Another perceptive treatment is the Body Perception Treatment (BPT) whose first efficacy data were published in 2021. BPT is a specific group intervention for body image disturbance focused on tactile, proprioceptive, and interoceptive self-perceptions during a body-focused experience. During the exercise, patients lie down on their backs in the supine position with closed eyes. Then the therapist guide patients to selectively focus attention on the different body parts in contact with the floor. In order: feet, calves, thighs, back, shoulders, hands, arms, head and the body in its entirety. In addition, patients are invited to pay attention to skin temperature, heart beat and flow of breath. The treatment is consistent with the hypothesized role of interoception in developing body image disturbance by Badoud and Tsakiris in 2017.

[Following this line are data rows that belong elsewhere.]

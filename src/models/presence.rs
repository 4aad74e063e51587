use chrono::{DateTime, Utc};
use serde::{Deserialize, Serialize};
use utoipa::ToSchema;

/// A user as seen by everyone connected to the same document.
#[derive(Debug, Clone, PartialEq, Eq, Serialize, Deserialize, ToSchema)]
#[serde(rename_all = "camelCase")]
pub struct UserPresence {
    pub uuid: String,
    pub name: String,
    pub color: String,
    #[serde(default)]
    pub disconnected: bool,
    #[serde(default, skip_serializing_if = "Option::is_none")]
    pub disconnected_at: Option<DateTime<Utc>>,
}
use std::panic;
use std::sync::Arc;

use axum::http::HeaderValue;
use colabri_pad::config::{Config, StoreBackend};
use colabri_pad::db::{DocumentStore, MemoryStore, PgStore};
use colabri_pad::ws::HubRegistry;
use colabri_pad::{create_app, AppState};
use tower_http::cors::{Any, CorsLayer};
use tracing::{error, info, warn};
use tracing_subscriber::{fmt, prelude::*, EnvFilter};

#[tokio::main]
async fn main() {
    // Set panic hook for better error messages
    panic::set_hook(Box::new(|info| {
        eprintln!("PANIC: {info}");
    }));

    // Initialize tracing
    tracing_subscriber::registry()
        .with(fmt::layer())
        .with(EnvFilter::try_from_default_env().unwrap_or_else(|_| {
            // Default to info level, but allow debug for our app
            "colabri_pad=debug,tower_http=debug,axum::rejection=trace,info".into()
        }))
        .init();

    info!("Starting server...");

    // Load configuration
    let config = Config::load().unwrap_or_else(|e| {
        error!("Failed to load configuration: {}", e);
        warn!("Using default configuration");
        Config::default()
    });

    let instance_id = config.instance_id();
    info!("Replica instance id: {}", instance_id);

    let store: Arc<dyn DocumentStore> = match config.store_backend {
        StoreBackend::Postgres => {
            let Some(db_url) = config.db_url.as_deref() else {
                error!("DB_URL is required for the postgres store backend");
                std::process::exit(1);
            };
            match PgStore::connect(db_url, &instance_id).await {
                Ok(store) => store,
                Err(e) => {
                    error!("Failed to connect to the document store: {}", e);
                    std::process::exit(1);
                }
            }
        }
        StoreBackend::Memory => {
            warn!("Using the in-memory document store, documents are lost on restart");
            Arc::new(MemoryStore::new())
        }
    };

    if let Err(e) = store.ping().await {
        error!("Document store is unreachable: {}", e);
        std::process::exit(1);
    }
    info!("Document store is reachable");

    let registry = HubRegistry::new(store, config.hub_config(instance_id));
    let _sweeper = registry.spawn_idle_sweeper(config.hub_idle_timeout());

    let app = create_app(AppState::new(registry.clone(), config.default_doc_id.clone()))
        .layer(cors_layer(&config));

    let listener = match tokio::net::TcpListener::bind(config.server_address()).await {
        Ok(listener) => listener,
        Err(e) => {
            error!("Failed to bind to {}: {}", config.server_address(), e);
            std::process::exit(1);
        }
    };

    info!("🚀 Server running on http://{}", config.server_address());
    info!("📡 WebSocket available at ws://{}/ws?doc=<id>", config.server_address());
    info!("📚 Swagger UI available at http://{}/swagger", config.server_address());

    if let Err(e) = axum::serve(listener, app)
        .with_graceful_shutdown(shutdown_signal())
        .await
    {
        error!("Server error: {}", e);
    }

    info!("Saving open documents before exit");
    registry.shutdown_all().await;
}

fn cors_layer(config: &Config) -> CorsLayer {
    let origins: Vec<HeaderValue> = config
        .cors_origin_list()
        .iter()
        .filter_map(|o| match o.parse::<HeaderValue>() {
            Ok(value) => Some(value),
            Err(_) => {
                warn!("Ignoring invalid CORS origin {}", o);
                None
            }
        })
        .collect();

    if origins.is_empty() {
        if !config.is_development() {
            warn!("No CORS_ORIGINS configured, allowing any origin");
        }
        CorsLayer::new().allow_origin(Any).allow_methods(Any).allow_headers(Any)
    } else {
        CorsLayer::new().allow_origin(origins).allow_methods(Any).allow_headers(Any)
    }
}

async fn shutdown_signal() {
    if let Err(e) = tokio::signal::ctrl_c().await {
        error!("Failed to listen for shutdown signal: {}", e);
        std::future::pending::<()>().await;
    }
    info!("Shutdown signal received");
}
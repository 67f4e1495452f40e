//! Platform abstraction layer
//!
//! The boundary with the host window/event loop:
//! - Input: pressed-key snapshot and discrete key-down events
//! - Time: monotonic millisecond clock with frame-rate capping

pub mod clock;
pub mod input;

pub use clock::{FrameClock, SimulatedTime, SystemTime, TimeSource};
pub use input::{EventQueue, InputEvent, Key, KeyState};
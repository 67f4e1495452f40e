//! Computer opponent
//!
//! Re-evaluates its target only every `reaction_ms` of simulated time and
//! extrapolates the ball in a straight line. Wall bounces between now and
//! arrival are not modeled.

use serde::{Deserialize, Serialize};

use super::state::{Ball, Paddle, PaddleCommand};
use crate::consts::AI_DEAD_ZONE;
use crate::settings::Difficulty;

/// AI state for one paddle
#[derive(Debug, Clone, Serialize, Deserialize)]
pub struct AiController {
    pub difficulty: Difficulty,
    /// Minimum simulated time between target re-evaluations
    pub reaction_ms: f32,
    /// Blend weight of the predicted position (0 = chase the ball, 1 = full look-ahead)
    pub prediction_strength: f32,
    /// Time accumulated since the last re-evaluation
    pub accumulator_ms: f32,
    /// Target chosen at the last re-evaluation
    pub target_y: Option<f32>,
}

impl AiController {
    pub fn new(difficulty: Difficulty) -> Self {
        Self {
            difficulty,
            reaction_ms: difficulty.reaction_ms(),
            prediction_strength: difficulty.prediction_strength(),
            accumulator_ms: 0.0,
            target_y: None,
        }
    }

    /// Give the controlled paddle this difficulty's step speed
    pub fn apply_speed(&self, paddle: &mut Paddle) {
        paddle.set_speed(self.difficulty.paddle_speed());
    }

    pub fn reset(&mut self) {
        self.accumulator_ms = 0.0;
        self.target_y = None;
    }

    /// Advance by `elapsed_ms` and decide this frame's move.
    ///
    /// The paddle only moves on frames where the reaction timer fires, at
    /// most one step per `reaction_ms`.
    pub fn update(&mut self, ball: &Ball, paddle: &Paddle, elapsed_ms: f32) -> PaddleCommand {
        self.accumulator_ms += elapsed_ms;
        if self.accumulator_ms < self.reaction_ms {
            return PaddleCommand::Hold;
        }
        self.accumulator_ms = 0.0;

        let target = self.target_for(ball, paddle.pos.x);
        self.target_y = Some(target);
        steer(target, paddle.pos.y)
    }

    /// Blend of the ball's current y and its straight-line prediction
    pub fn target_for(&self, ball: &Ball, paddle_x: f32) -> f32 {
        let predicted = predict_y(ball, paddle_x);
        ball.pos.y * (1.0 - self.prediction_strength) + predicted * self.prediction_strength
    }
}

/// Straight-line projection of the ball's y when it reaches `paddle_x`
pub fn predict_y(ball: &Ball, paddle_x: f32) -> f32 {
    let frames = (ball.pos.x - paddle_x).abs() / ball.vel.x.abs().max(1.0);
    ball.pos.y + ball.vel.y * frames
}

/// Step toward `target` unless it is inside the dead zone around `paddle_y`
pub fn steer(target: f32, paddle_y: f32) -> PaddleCommand {
    if target < paddle_y - AI_DEAD_ZONE {
        PaddleCommand::Up
    } else if target > paddle_y + AI_DEAD_ZONE {
        PaddleCommand::Down
    } else {
        PaddleCommand::Hold
    }
}
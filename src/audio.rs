//! Sound effect triggers
//!
//! Fire-and-forget: the host supplies a backend if it has one. A missing or
//! failing backend mutes the game, it never interrupts a match.

use std::error::Error;

use crate::sim::GameEvent;

/// Sound effect types
#[derive(Debug, Clone, Copy, PartialEq, Eq)]
pub enum SoundEffect {
    /// Ball hits paddle
    PaddleHit,
    /// Ball hits top/bottom wall
    WallHit,
    /// Ball launched from center
    Serve,
    /// A point was scored
    Score,
    /// Match decided
    MatchWon,
}

impl SoundEffect {
    /// Sound to play for a simulation event
    pub fn for_event(event: &GameEvent) -> Self {
        match event {
            GameEvent::PaddleHit(_) => SoundEffect::PaddleHit,
            GameEvent::WallHit => SoundEffect::WallHit,
            GameEvent::Served { .. } => SoundEffect::Serve,
            GameEvent::PointScored(_) => SoundEffect::Score,
            GameEvent::MatchWon(_) => SoundEffect::MatchWon,
        }
    }
}

/// Host audio output
pub trait AudioBackend {
    fn play(&mut self, effect: SoundEffect, volume: f32) -> Result<(), Box<dyn Error>>;
}

/// Audio manager for the game
pub struct AudioManager {
    backend: Option<Box<dyn AudioBackend>>,
    master_volume: f32,
    sfx_volume: f32,
    muted: bool,
}

impl Default for AudioManager {
    fn default() -> Self {
        Self::new(None)
    }
}

impl AudioManager {
    pub fn new(backend: Option<Box<dyn AudioBackend>>) -> Self {
        if backend.is_none() {
            log::warn!("No audio backend - audio disabled");
        }
        Self {
            backend,
            master_volume: 0.8,
            sfx_volume: 1.0,
            muted: false,
        }
    }

    pub fn is_available(&self) -> bool {
        self.backend.is_some()
    }

    /// Set master volume (0.0 - 1.0)
    pub fn set_master_volume(&mut self, vol: f32) {
        self.master_volume = vol.clamp(0.0, 1.0);
    }

    /// Set SFX volume (0.0 - 1.0)
    pub fn set_sfx_volume(&mut self, vol: f32) {
        self.sfx_volume = vol.clamp(0.0, 1.0);
    }

    /// Mute/unmute all audio
    pub fn set_muted(&mut self, muted: bool) {
        self.muted = muted;
    }

    fn effective_volume(&self) -> f32 {
        if self.muted {
            0.0
        } else {
            self.master_volume * self.sfx_volume
        }
    }

    /// Play a sound effect; errors are logged and dropped
    pub fn play(&mut self, effect: SoundEffect) {
        let vol = self.effective_volume();
        if vol <= 0.0 {
            return;
        }

        let Some(backend) = self.backend.as_mut() else {
            return;
        };

        if let Err(e) = backend.play(effect, vol) {
            log::debug!("Failed to play {:?}: {}", effect, e);
        }
    }

    /// Play the sounds for a tick's events
    pub fn play_events(&mut self, events: &[GameEvent]) {
        for event in events {
            self.play(SoundEffect::for_event(event));
        }
    }
}

#[cfg(test)]
mod tests {
    use super::*;
    use crate::sim::Side;
    use std::cell::RefCell;
    use std::rc::Rc;

    struct Recorder(Rc<RefCell<Vec<(SoundEffect, f32)>>>);

    impl AudioBackend for Recorder {
        fn play(&mut self, effect: SoundEffect, volume: f32) -> Result<(), Box<dyn Error>> {
            self.0.borrow_mut().push((effect, volume));
            Ok(())
        }
    }

    struct Broken;

    impl AudioBackend for Broken {
        fn play(&mut self, _: SoundEffect, _: f32) -> Result<(), Box<dyn Error>> {
            Err("device unplugged".into())
        }
    }

    #[test]
    fn test_events_map_to_sounds() {
        let played = Rc::new(RefCell::new(Vec::new()));
        let mut audio = AudioManager::new(Some(Box::new(Recorder(played.clone()))));

        audio.play_events(&[GameEvent::PaddleHit(Side::Left), GameEvent::PointScored(Side::Right)]);

        let played = played.borrow();
        assert_eq!(played.len(), 2);
        assert_eq!(played[0].0, SoundEffect::PaddleHit);
        assert_eq!(played[1].0, SoundEffect::Score);
        assert!((played[0].1 - 0.8).abs() < 1e-6);
    }

    #[test]
    fn test_volume_scales_and_clamps() {
        let played = Rc::new(RefCell::new(Vec::new()));
        let mut audio = AudioManager::new(Some(Box::new(Recorder(played.clone()))));
        audio.set_master_volume(0.5);
        audio.set_sfx_volume(3.0);
        audio.play(SoundEffect::Serve);
        audio.set_sfx_volume(0.0);
        audio.play(SoundEffect::Serve);

        let played = played.borrow();
        assert_eq!(played.len(), 1);
        assert!((played[0].1 - 0.5).abs() < 1e-6);
    }

    #[test]
    fn test_muted_plays_nothing() {
        let played = Rc::new(RefCell::new(Vec::new()));
        let mut audio = AudioManager::new(Some(Box::new(Recorder(played.clone()))));
        audio.set_muted(true);
        audio.play(SoundEffect::WallHit);
        assert!(played.borrow().is_empty());
    }

    #[test]
    fn test_missing_or_failing_backend_is_silent() {
        let mut audio = AudioManager::default();
        assert!(!audio.is_available());
        audio.play(SoundEffect::PaddleHit);

        let mut audio = AudioManager::new(Some(Box::new(Broken)));
        audio.play(SoundEffect::MatchWon);
    }
}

Both Hoop Training and Body Perception Treatment showed effective results in pilot studies and were designed to work within a multisensory integration framework. However, they complement, not replace, current standard therapies for eating disorders. However, both are also novelty treatments, and the results have not been replicated in independent studies. Thus, their actual effectiveness will have to be confirmed/disconfirmed by future research. As of the end of 2021 they have not yet been replicated.